A revelação traz novos elementos ao caso que está sob a mira das autoridades. O Ministério Público acompanha as movimentações contratuais e a Polícia Federal investiga se repasses milionários articulados pelo senador Flávio Bolsonaro (PL-RJ) junto ao empresário Daniel Vorcaro foram integralmente destinados à produção cinematográfica ou se teriam abastecido despesas pessoais de Eduardo nos Estados Unidos, onde ele reside. Estima-se que as negociações em torno do longa possam alcançar cifras expressivas, com aportes que já totalizariam dezenas de milhões de reais.

Versões mudam e aliados rebatem suspeitas

Após a repercussão da reportagem, os envolvidos vieram a público para dar explicações e rebater as suspeitas de irregularidades financeiras.

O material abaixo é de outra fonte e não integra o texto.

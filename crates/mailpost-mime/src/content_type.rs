//! MIME content type handling.

use crate::error::{Error, Result};
use std::collections::BTreeMap;
use std::fmt;

/// MIME content type with parameters.
#[derive(Debug, Clone, PartialEq, Eq)]
pub struct ContentType {
    /// Main type (e.g., "text", "image", "multipart").
    pub main_type: String,
    /// Subtype (e.g., "plain", "html", "jpeg").
    pub sub_type: String,
    /// Parameters (e.g., charset=utf-8, boundary=xxx).
    pub parameters: BTreeMap<String, String>,
}

impl ContentType {
    /// Creates a new content type.
    #[must_use]
    pub fn new(main_type: impl Into<String>, sub_type: impl Into<String>) -> Self {
        Self {
            main_type: main_type.into(),
            sub_type: sub_type.into(),
            parameters: BTreeMap::new(),
        }
    }

    /// Creates a text/plain content type.
    #[must_use]
    pub fn text_plain() -> Self {
        Self::new("text", "plain").with_parameter("charset", "utf-8")
    }

    /// Creates a text/html content type.
    #[must_use]
    pub fn text_html() -> Self {
        Self::new("text", "html").with_parameter("charset", "utf-8")
    }

    /// Creates an application/octet-stream content type.
    #[must_use]
    pub fn octet_stream() -> Self {
        Self::new("application", "octet-stream")
    }

    /// Creates a multipart/mixed content type with boundary.
    #[must_use]
    pub fn multipart_mixed(boundary: impl Into<String>) -> Self {
        Self::new("multipart", "mixed").with_parameter("boundary", boundary)
    }

    /// Creates a multipart/alternative content type with boundary.
    #[must_use]
    pub fn multipart_alternative(boundary: impl Into<String>) -> Self {
        Self::new("multipart", "alternative").with_parameter("boundary", boundary)
    }

    /// Guesses the content type from a file name's extension.
    ///
    /// Unknown or missing extensions yield `application/octet-stream`.
    #[must_use]
    pub fn from_filename(filename: &str) -> Self {
        let guess = mime_guess::from_path(filename).first_or_octet_stream();
        guess
            .essence_str()
            .split_once('/')
            .map_or_else(Self::octet_stream, |(main, sub)| Self::new(main, sub))
    }

    /// Adds a parameter.
    #[must_use]
    pub fn with_parameter(mut self, key: impl Into<String>, value: impl Into<String>) -> Self {
        self.parameters.insert(key.into(), value.into());
        self
    }

    /// Returns the charset parameter if present.
    #[must_use]
    pub fn charset(&self) -> Option<&str> {
        self.parameters.get("charset").map(String::as_str)
    }

    /// Returns the boundary parameter if present.
    #[must_use]
    pub fn boundary(&self) -> Option<&str> {
        self.parameters.get("boundary").map(String::as_str)
    }

    /// Returns `type/subtype` without parameters.
    #[must_use]
    pub fn essence(&self) -> String {
        format!("{}/{}", self.main_type, self.sub_type)
    }

    /// Checks if this is a multipart content type.
    #[must_use]
    pub fn is_multipart(&self) -> bool {
        self.main_type.eq_ignore_ascii_case("multipart")
    }

    /// Checks if this is a text content type.
    #[must_use]
    pub fn is_text(&self) -> bool {
        self.main_type.eq_ignore_ascii_case("text")
    }

    /// Parses a content type string.
    ///
    /// Format: `type/subtype; param1=value1; param2=value2`
    ///
    /// # Errors
    ///
    /// Returns an error if the type or subtype is missing.
    pub fn parse(s: &str) -> Result<Self> {
        let mut parts = s.split(';');

        let type_str = parts.next().unwrap_or_default().trim();
        let (main_type, sub_type) = type_str
            .split_once('/')
            .ok_or_else(|| Error::InvalidContentType(format!("Missing subtype in {s:?}")))?;

        let main_type = main_type.trim().to_lowercase();
        let sub_type = sub_type.trim().to_lowercase();
        if main_type.is_empty() || sub_type.is_empty() {
            return Err(Error::InvalidContentType(format!(
                "Empty type or subtype in {s:?}"
            )));
        }

        let mut content_type = Self::new(main_type, sub_type);

        for param in parts {
            if let Some((key, value)) = param.trim().split_once('=') {
                let key = key.trim().to_lowercase();
                let value = value.trim().trim_matches('"').to_string();
                content_type.parameters.insert(key, value);
            }
        }

        Ok(content_type)
    }
}

impl fmt::Display for ContentType {
    fn fmt(&self, f: &mut fmt::Formatter<'_>) -> fmt::Result {
        let main = &self.main_type;
        let sub = &self.sub_type;
        write!(f, "{main}/{sub}")?;

        for (key, value) in &self.parameters {
            write!(f, "; {key}={}", parameter_value(value))?;
        }

        Ok(())
    }
}

/// Formats a parameter value, quoting it if it contains tspecials
/// (RFC 2045). Backslashes and quotes inside a quoted value are escaped.
#[must_use]
pub(crate) fn parameter_value(value: &str) -> String {
    let needs_quotes = value.is_empty()
        || value.contains(|c: char| c.is_whitespace() || "()<>@,;:\\\"/[]?=".contains(c));
    if needs_quotes {
        let escaped = value.replace('\\', "\\\\").replace('"', "\\\"");
        format!("\"{escaped}\"")
    } else {
        value.to_string()
    }
}

#[cfg(test)]
#[allow(
    clippy::unwrap_used,
    clippy::redundant_clone,
    clippy::manual_string_new,
    clippy::needless_collect,
    clippy::unreadable_literal,
    clippy::used_underscore_items,
    clippy::similar_names
)]
mod tests {
    use super::*;

    #[test]
    fn test_text_plain() {
        let ct = ContentType::text_plain();
        assert_eq!(ct.essence(), "text/plain");
        assert_eq!(ct.charset(), Some("utf-8"));
        assert!(ct.is_text());
    }

    #[test]
    fn test_multipart_alternative() {
        let ct = ContentType::multipart_alternative("b1");
        assert_eq!(ct.essence(), "multipart/alternative");
        assert_eq!(ct.boundary(), Some("b1"));
        assert!(ct.is_multipart());
    }

    #[test]
    fn test_from_filename() {
        assert_eq!(ContentType::from_filename("doc.pdf").essence(), "application/pdf");
        assert_eq!(ContentType::from_filename("Photo.JPG").essence(), "image/jpeg");
        assert_eq!(
            ContentType::from_filename("archive.unknown").essence(),
            "application/octet-stream"
        );
        assert_eq!(
            ContentType::from_filename("README").essence(),
            "application/octet-stream"
        );
    }

    #[test]
    fn test_from_filename_common_types() {
        assert_eq!(ContentType::from_filename("clip.mov").essence(), "video/quicktime");
        assert_eq!(ContentType::from_filename("scan.tiff").essence(), "image/tiff");
        assert_eq!(ContentType::from_filename("logo.svg").essence(), "image/svg+xml");
        assert_eq!(ContentType::from_filename("data.csv").essence(), "text/csv");
    }

    #[test]
    fn test_parameter_value_escapes_quotes() {
        assert_eq!(parameter_value("plain.txt"), "plain.txt");
        assert_eq!(parameter_value("say \"hi\".txt"), "\"say \\\"hi\\\".txt\"");
        assert_eq!(parameter_value("a\\b c"), "\"a\\\\b c\"");

        let ct = ContentType::new("text", "plain").with_parameter("name", "say \"hi\".txt");
        assert_eq!(ct.to_string(), "text/plain; name=\"say \\\"hi\\\".txt\"");
    }

    #[test]
    fn test_content_type_parse() {
        let ct = ContentType::parse("Text/Plain; charset=utf-8").unwrap();
        assert_eq!(ct.essence(), "text/plain");
        assert_eq!(ct.charset(), Some("utf-8"));
    }

    #[test]
    fn test_content_type_parse_quoted() {
        let ct = ContentType::parse("multipart/mixed; boundary=\"----=_Part_123\"").unwrap();
        assert_eq!(ct.boundary(), Some("----=_Part_123"));
    }

    #[test]
    fn test_content_type_parse_rejects_missing_subtype() {
        assert!(ContentType::parse("application").is_err());
        assert!(ContentType::parse("text/").is_err());
    }

    #[test]
    fn test_content_type_display_quotes_tspecials() {
        let ct = ContentType::multipart_mixed("=_abc");
        assert_eq!(ct.to_string(), "multipart/mixed; boundary=\"=_abc\"");

        let ct = ContentType::text_html();
        assert_eq!(ct.to_string(), "text/html; charset=utf-8");
    }
}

  • Contrato antigo e sem efeito: O senador Flávio Bolsonaro declarou à imprensa que o documento divulgado pelo Intercept Brasil é antigo e “deixou de existir” assim que a estrutura formal da produtora GoUp Entertainment foi estabelecida nos Estados Unidos. O senador negou que seu irmão tenha gerido o orçamento e assegurou que Eduardo, na verdade, investiu recursos próprios no projeto para viabilizar a contratação de um diretor padrão Hollywood.
  • Aporte próprio: Em um posicionamento recente, Eduardo Bolsonaro declarou ter aplicado US$ 50 mil do próprio bolso na produção. Ele rechaçou firmemente a tese de que teria recebido vantagens financeiras do fundo de investimentos gerenciado por seu advogado, Paulo Calixto.
  • Status migratório: Eduardo argumentou que as alegações de recebimento ilegal de fundos são infundadas, destacando que seu status de residência nos EUA impossibilitaria qualquer transação dessa natureza sem que fosse imediatamente detectado e punido pelas autoridades americanas. Ele reforçou que sua atuação inicial focou na cessão dos direitos de imagem e na articulação institucional.
    Mário Frias e as defesas dos demais citados também têm sustentado que todos os valores arrecadados foram aplicados de forma estrita no desenvolvimento do filme. Eles apontam que a opção de sediar e captar recursos para a obra no exterior decorreu do receio de investidores sofrerem “perseguição política” caso financiassem o projeto em território brasileiro. As investigações sobre os contratos e o fluxo de capital da produção continuam em andamento.